Stored items:
_ _ _
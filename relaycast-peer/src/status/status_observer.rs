use crate::status::StatusEvent;
use relaycast_core::{Role, StreamId};
use tracing::{debug, info, warn};

/// Receives status events from a coordinator.
///
/// Called on the coordinator's loop, so implementations must not block.
pub trait StatusObserver: Send + Sync + 'static {
    fn on_status(&self, stream_id: &StreamId, role: Role, event: &StatusEvent);
}

/// Writes every status event to `tracing`.
#[derive(Debug, Clone, Default)]
pub struct TracingObserver;

impl StatusObserver for TracingObserver {
    fn on_status(&self, stream_id: &StreamId, role: Role, event: &StatusEvent) {
        if event.is_error() {
            warn!("[{}] {} {}: {:?}", stream_id, role, event.name(), event);
        } else if matches!(event, StatusEvent::CandidateSent { .. }) {
            debug!("[{}] {} {}", stream_id, role, event.name());
        } else {
            info!("[{}] {} {}: {:?}", stream_id, role, event.name(), event);
        }
    }
}
pub mod coordinator;
pub mod error;
pub mod link;
pub mod media;
pub mod negotiation;
pub mod reconnect;
pub mod session;
pub mod status;

pub use coordinator::{
    BroadcasterCoordinator, BroadcasterHandle, BroadcasterStats, Capabilities, CoordinatorConfig,
    ViewerCoordinator, ViewerHandle, ViewerStats, spawn_broadcaster, spawn_viewer,
};
pub use error::{CoordinatorError, LinkError, MediaError};
pub use reconnect::ReconnectPolicy;
pub use status::{StatusEvent, StatusObserver, TracingObserver};
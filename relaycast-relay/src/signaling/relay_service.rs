use crate::routing::{ConnectionId, Delivery, LegacyRoutes, StreamRoutes};
use axum::extract::ws::Message;
use dashmap::DashMap;
use relaycast_core::{Role, StreamId};
use std::sync::Arc;
use tokio::sync::mpsc;
use tracing::{error, info, warn};

#[derive(Default)]
struct RelayInner {
    connections: DashMap<ConnectionId, mpsc::UnboundedSender<Message>>,
    streams: DashMap<StreamId, StreamRoutes>,
    legacy: DashMap<StreamId, LegacyRoutes>,
}

/// Shared relay state: open connections plus per-stream routing tables.
#[derive(Clone, Default)]
pub struct RelayService {
    inner: Arc<RelayInner>,
}

impl RelayService {
    pub fn new() -> Self {
        Self::default()
    }

    pub fn connect(
        &self,
        stream_id: &StreamId,
        role: Role,
        tx: mpsc::UnboundedSender<Message>,
    ) -> ConnectionId {
        let conn = ConnectionId::new();
        self.inner.connections.insert(conn, tx);

        let replay = {
            let mut routes = self.inner.streams.entry(stream_id.clone()).or_default();
            match role {
                Role::Broadcaster => routes.attach_broadcaster(conn),
                Role::Viewer => {
                    routes.attach_viewer(conn);
                    Vec::new()
                }
            }
        };
        info!("[{}] {} connected as {}", stream_id, role, conn);
        self.deliver(replay);
        conn
    }

    pub fn forward(&self, stream_id: &StreamId, role: Role, conn: ConnectionId, text: &str) {
        let deliveries = {
            let Some(mut routes) = self.inner.streams.get_mut(stream_id) else {
                warn!("[{}] frame for unknown stream", stream_id);
                return;
            };
            match role {
                Role::Broadcaster => routes.from_broadcaster(text),
                Role::Viewer => routes.from_viewer(conn, text),
            }
        };
        self.deliver(deliveries);
    }

    pub fn disconnect(&self, stream_id: &StreamId, conn: ConnectionId) {
        self.inner.connections.remove(&conn);
        if let Some(mut routes) = self.inner.streams.get_mut(stream_id) {
            routes.detach(conn);
        }
        self.inner
            .streams
            .remove_if(stream_id, |_, routes| routes.is_empty());
        info!("[{}] connection {} left", stream_id, conn);
    }

    pub fn connect_legacy(
        &self,
        stream_id: &StreamId,
        tx: mpsc::UnboundedSender<Message>,
    ) -> ConnectionId {
        let conn = ConnectionId::new();
        self.inner.connections.insert(conn, tx);
        self.inner
            .legacy
            .entry(stream_id.clone())
            .or_default()
            .attach(conn);
        info!("[{}] legacy connection {}", stream_id, conn);
        conn
    }

    pub fn forward_legacy(&self, stream_id: &StreamId, conn: ConnectionId, text: &str) {
        let targets = match self.inner.legacy.get_mut(stream_id) {
            Some(mut routes) => routes.route(conn, text),
            None => return,
        };
        self.deliver(
            targets
                .into_iter()
                .map(|to| Delivery {
                    to,
                    text: text.to_owned(),
                })
                .collect(),
        );
    }

    pub fn disconnect_legacy(&self, stream_id: &StreamId, conn: ConnectionId) {
        self.inner.connections.remove(&conn);
        if let Some(mut routes) = self.inner.legacy.get_mut(stream_id) {
            routes.detach(conn);
        }
        self.inner
            .legacy
            .remove_if(stream_id, |_, routes| routes.is_empty());
        info!("[{}] legacy connection {} left", stream_id, conn);
    }

    pub fn connection_count(&self) -> usize {
        self.inner.connections.len()
    }

    pub fn stream_count(&self) -> usize {
        self.inner.streams.len() + self.inner.legacy.len()
    }

    fn deliver(&self, deliveries: Vec<Delivery>) {
        for Delivery { to, text } in deliveries {
            match self.inner.connections.get(&to) {
                Some(tx) => {
                    if let Err(e) = tx.send(Message::Text(text.into())) {
                        error!("Failed to relay frame to {}: {:?}", to, e);
                    }
                }
                None => warn!("Attempted to relay to disconnected connection {}", to),
            }
        }
    }
}
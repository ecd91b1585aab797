use std::time::Duration;

/// Bounded linear backoff: attempt `n` waits `backoff_base * n`.
#[derive(Debug, Clone, Copy, PartialEq, Eq)]
pub struct ReconnectPolicy {
    pub max_retries: u32,
    pub backoff_base: Duration,
}

impl Default for ReconnectPolicy {
    fn default() -> Self {
        Self {
            max_retries: 3,
            backoff_base: Duration::from_millis(1000),
        }
    }
}

impl ReconnectPolicy {
    pub fn delay_for(&self, attempt: u32) -> Duration {
        self.backoff_base * attempt
    }
}
use crate::coordinator::CoordinatorEvent;
use crate::media::LocalMedia;
use crate::negotiation::{NegotiationEvent, Negotiator, NegotiatorFactory};
use crate::session::{SessionAction, SessionInput, SessionKey};
use relaycast_core::PathCandidate;
use std::sync::Arc;
use tokio::sync::mpsc;
use tracing::{debug, warn};

/// One asynchronous negotiator step.
#[derive(Debug)]
pub(crate) enum SessionOp {
    AttachMedia(LocalMedia),
    CreateOffer,
    AcceptOffer(String),
    ApplyAnswer(String),
    ApplyCandidate(PathCandidate),
}

/// Owns a session's negotiator and runs its steps strictly in submission order.
///
/// Results go back to the coordinator loop as `Completed` events tagged
/// with the session key. Dropping the worker closes the negotiator once
/// every queued step has run.
pub(crate) struct SessionWorker {
    key: SessionKey,
    ops: Option<mpsc::UnboundedSender<SessionOp>>,
}

impl SessionWorker {
    pub fn spawn(
        key: SessionKey,
        factory: Arc<dyn NegotiatorFactory>,
        negotiation_tx: mpsc::Sender<NegotiationEvent>,
        events_tx: mpsc::UnboundedSender<CoordinatorEvent>,
    ) -> Self {
        let (ops_tx, ops_rx) = mpsc::unbounded_channel();
        tokio::spawn(run_worker(key, factory, negotiation_tx, events_tx, ops_rx));
        Self {
            key,
            ops: Some(ops_tx),
        }
    }

    pub fn key(&self) -> SessionKey {
        self.key
    }

    pub fn submit(&self, op: SessionOp) {
        let Some(ops) = &self.ops else {
            debug!("{} is shut down, dropping {:?}", self.key, op);
            return;
        };
        if ops.send(op).is_err() {
            debug!("Negotiator for {} is gone", self.key);
        }
    }

    /// Hand negotiator work to the worker and return the actions the owner handles itself.
    pub fn dispatch(&self, actions: Vec<SessionAction>) -> Vec<SessionAction> {
        actions
            .into_iter()
            .filter_map(|action| {
                let op = match action {
                    SessionAction::CreateOffer => SessionOp::CreateOffer,
                    SessionAction::AcceptOffer { sdp } => SessionOp::AcceptOffer(sdp),
                    SessionAction::ApplyAnswer { sdp } => SessionOp::ApplyAnswer(sdp),
                    SessionAction::ApplyCandidate(c) => SessionOp::ApplyCandidate(c),
                    other => return Some(other),
                };
                self.submit(op);
                None
            })
            .collect()
    }

    /// Stop accepting work; the negotiator is closed after the queue drains.
    pub fn shutdown(&mut self) {
        self.ops = None;
    }
}

async fn run_worker(
    key: SessionKey,
    factory: Arc<dyn NegotiatorFactory>,
    negotiation_tx: mpsc::Sender<NegotiationEvent>,
    events_tx: mpsc::UnboundedSender<CoordinatorEvent>,
    mut ops_rx: mpsc::UnboundedReceiver<SessionOp>,
) {
    let negotiator = match factory.create(key, negotiation_tx).await {
        Ok(negotiator) => negotiator,
        Err(e) => {
            warn!("Failed to create negotiator for {}: {:?}", key, e);
            let _ = events_tx.send(CoordinatorEvent::Completed {
                key,
                input: SessionInput::NegotiationFailed(format!("{:#}", e)),
            });
            return;
        }
    };

    while let Some(op) = ops_rx.recv().await {
        let Some(input) = execute(key, negotiator.as_ref(), op).await else {
            continue;
        };
        if events_tx
            .send(CoordinatorEvent::Completed { key, input })
            .is_err()
        {
            break;
        }
    }

    if let Err(e) = negotiator.close().await {
        debug!("Closing negotiator for {} failed: {:?}", key, e);
    }
    debug!("Negotiator for {} closed", key);
}

async fn execute(key: SessionKey, negotiator: &dyn Negotiator, op: SessionOp) -> Option<SessionInput> {
    match op {
        SessionOp::AttachMedia(media) => match negotiator.add_local_media(&media).await {
            Ok(()) => None,
            Err(e) => Some(failed("attach media", e)),
        },
        SessionOp::CreateOffer => Some(match negotiator.create_offer().await {
            Ok(sdp) => SessionInput::OfferCreated { sdp },
            Err(e) => failed("create offer", e),
        }),
        SessionOp::AcceptOffer(sdp) => Some(match negotiator.accept_offer(sdp).await {
            Ok(sdp) => SessionInput::AnswerCreated { sdp },
            Err(e) => failed("accept offer", e),
        }),
        SessionOp::ApplyAnswer(sdp) => Some(match negotiator.apply_answer(sdp).await {
            Ok(()) => SessionInput::RemoteAnswerApplied,
            Err(e) => failed("apply answer", e),
        }),
        SessionOp::ApplyCandidate(candidate) => {
            if let Err(e) = negotiator.add_candidate(candidate).await {
                warn!("Error adding ICE candidate for {}: {:?}", key, e);
            }
            None
        }
    }
}

fn failed(step: &str, e: anyhow::Error) -> SessionInput {
    SessionInput::NegotiationFailed(format!("{} failed: {:#}", step, e))
}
_ _ _
Work required: Copy each line in the entries above where "deliveries" turns up.

Solution to the exercise:
        let deliveries = {
        self.deliver(deliveries);
    fn deliver(&self, deliveries: Vec<Delivery>) {
        for Delivery { to, text } in deliveries {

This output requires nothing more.